Selecting the right mutual fund is not easy. There are so many options available in the market, and every year a new fund tops the returns chart. So where does one start?
For long-term investors, the answer is simple. Start with a fund that brings stability to your portfolio. One that doesn’t require annual switching. One that performs consistently across all market conditions without any intervention.
That type of fund is flexi cap funds, and for good reason, they are becoming the cornerstone of serious wealth creation portfolios in India.
What is a flexi cap fund?
A flexi cap fund is a type of equity mutual fund where the fund manager has the freedom to invest in stocks of companies of any size.
Most equity funds have limits. For example, a large-cap fund can invest only in the top 100 companies by market capitalization while a mid-cap fund can invest only in those ranked between 101 and 250. A flexi cap fund has no such restriction.
As per SEBI regulations:
- Flexi-cap funds are required to invest at least 65% of their assets in equities or equity-related instruments.
- The fund manager freely shifts between large-cap, mid-cap and small-cap stocks as there are no caps or floors.
- Only one flexi cap fund is permitted for each asset management company.
Why flexi cap funds suit long-term wealth creation
It’s a fact that no single section of the stock market outperforms every year. Flexi-cap funds overcome this challenge by investing in companies of various sizes and then adjusting their portfolio allocation based on changing market conditions. Here are the key reasons why flexi cap funds are suitable for building long-term wealth.
Market-cap flexibility
Flexi cap funds can invest in large, mid or small cap stocks. This flexibility helps fund managers invest in areas which they believe have potential growth in the long-term.
Dynamic allocation
When market conditions change, the portfolio can be adjusted. This feature enables the fund to adapt to various market phases and not remain fixed to any one sector.

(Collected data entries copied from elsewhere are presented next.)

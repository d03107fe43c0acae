use pulse_lib::EcgSample;
use rand::{rngs::StdRng, Rng, SeedableRng};
use std::f64::consts::PI;

/// Parameters of the built-in synthetic sensor.
#[derive(Debug, Clone)]
pub struct SynthParams {
    pub fs: f64,
    pub duration_s: f64,
    pub heart_rate_bpm: f64,
    /// Uniform jitter applied to each RR interval (ms)
    pub rr_jitter_ms: f64,
    pub resp_rate_bpm: f64,
    /// Fractional R/S amplitude swing caused by breathing
    pub resp_depth: f64,
    pub noise: f64,
    pub seed: u64,
    pub start_ms: i64,
}

fn gaussian(t: f64, centre: f64, width: f64) -> f64 {
    (-0.5 * ((t - centre) / width).powi(2)).exp()
}

/// Single-lead ECG with P-less QRS-T complexes whose R and S amplitudes
/// follow a sinusoidal breathing pattern.
pub fn synthesize(params: &SynthParams) -> Vec<EcgSample> {
    let mut rng = StdRng::seed_from_u64(params.seed);
    let base_rr = 60.0 / params.heart_rate_bpm;
    let jitter = params.rr_jitter_ms.abs() / 1000.0;

    let mut beats = Vec::new();
    let mut t = 0.5;
    while t < params.duration_s {
        beats.push(t);
        let wobble = if jitter > 0.0 {
            rng.gen_range(-jitter..=jitter)
        } else {
            0.0
        };
        t += (base_rr + wobble).max(0.25);
    }

    let resp_hz = params.resp_rate_bpm / 60.0;
    let n = (params.duration_s * params.fs) as usize;
    let noise = params.noise.abs();
    let mut first_beat = 0;
    let mut samples = Vec::with_capacity(n);
    for i in 0..n {
        let time = i as f64 / params.fs;
        while first_beat < beats.len() && beats[first_beat] < time - 1.0 {
            first_beat += 1;
        }
        let mut v = 0.05 * (2.0 * PI * time).sin();
        for &bt in beats[first_beat..].iter().take_while(|&&bt| bt < time + 1.0) {
            let gain = 1.0 + params.resp_depth * (2.0 * PI * resp_hz * bt).sin();
            v += gain * (1.2 * gaussian(time, bt, 0.012) - 0.35 * gaussian(time, bt + 0.040, 0.012))
                + 0.2 * gaussian(time, bt + 0.280, 0.050);
        }
        if noise > 0.0 {
            v += rng.gen_range(-noise..=noise);
        }
        let ts = params.start_ms + (time * 1000.0).round() as i64;
        samples.push(EcgSample::new(ts, v));
    }
    samples
}
pub mod ecg;

pub use ecg::{detect_peaks, AmplitudeReference, PeakDetectorConfig, ThresholdStrategy};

For example, Parag Parikh Flexi Cap Fund is one such reliable option available in the market that follows an actively managed investment strategy within the flexi cap category.
Built-in diversification
Flexi cap funds provide diversification within a single portfolio by investing in companies of varying sizes. This way, it reduces the reliance on one particular market sector while providing investors with exposure to a wider range of industries.
Growth with stability
Large-cap companies can provide relatively stable returns while medium and small-cap companies offer higher growth prospects. Combining all three assets enables flexi-cap funds to achieve good returns with controlled risks for the long-term.
Core portfolio holding
With its ability to invest across different company sizes and adjust as per market conditions, a flexi-cap fund offers a strong core holding in an equity portfolio. It provides built-in diversification from one fund, making it suitable for investors focused on building their wealth over the long term.
Who should invest?
A flexi cap fund is suitable for investors who:
- Plan on holding an investment for at least five years and aim to build consistent growth through compounding.
- Want one single fund that covers large, medium and small caps all within it, without having to manage multiple investments.
- Prefer regular investments via monthly SIP and do not want to worry about market timing.
- Are comfortable with short-term volatility in exchange for achieving better returns over the longer term.
- New to equities and looking for a stable way into the world of equity mutual funds.
- Believe in making long-term investments rather than following short-term market trends
Conclusion
When it comes to creating long-term wealth, flexi cap funds play an important role as they offer diversification, flexibility and growth potential. For investors looking for a strong foundation in an equity mutual fund portfolio, they offer a strong starting point while adapting to changing market conditions over time.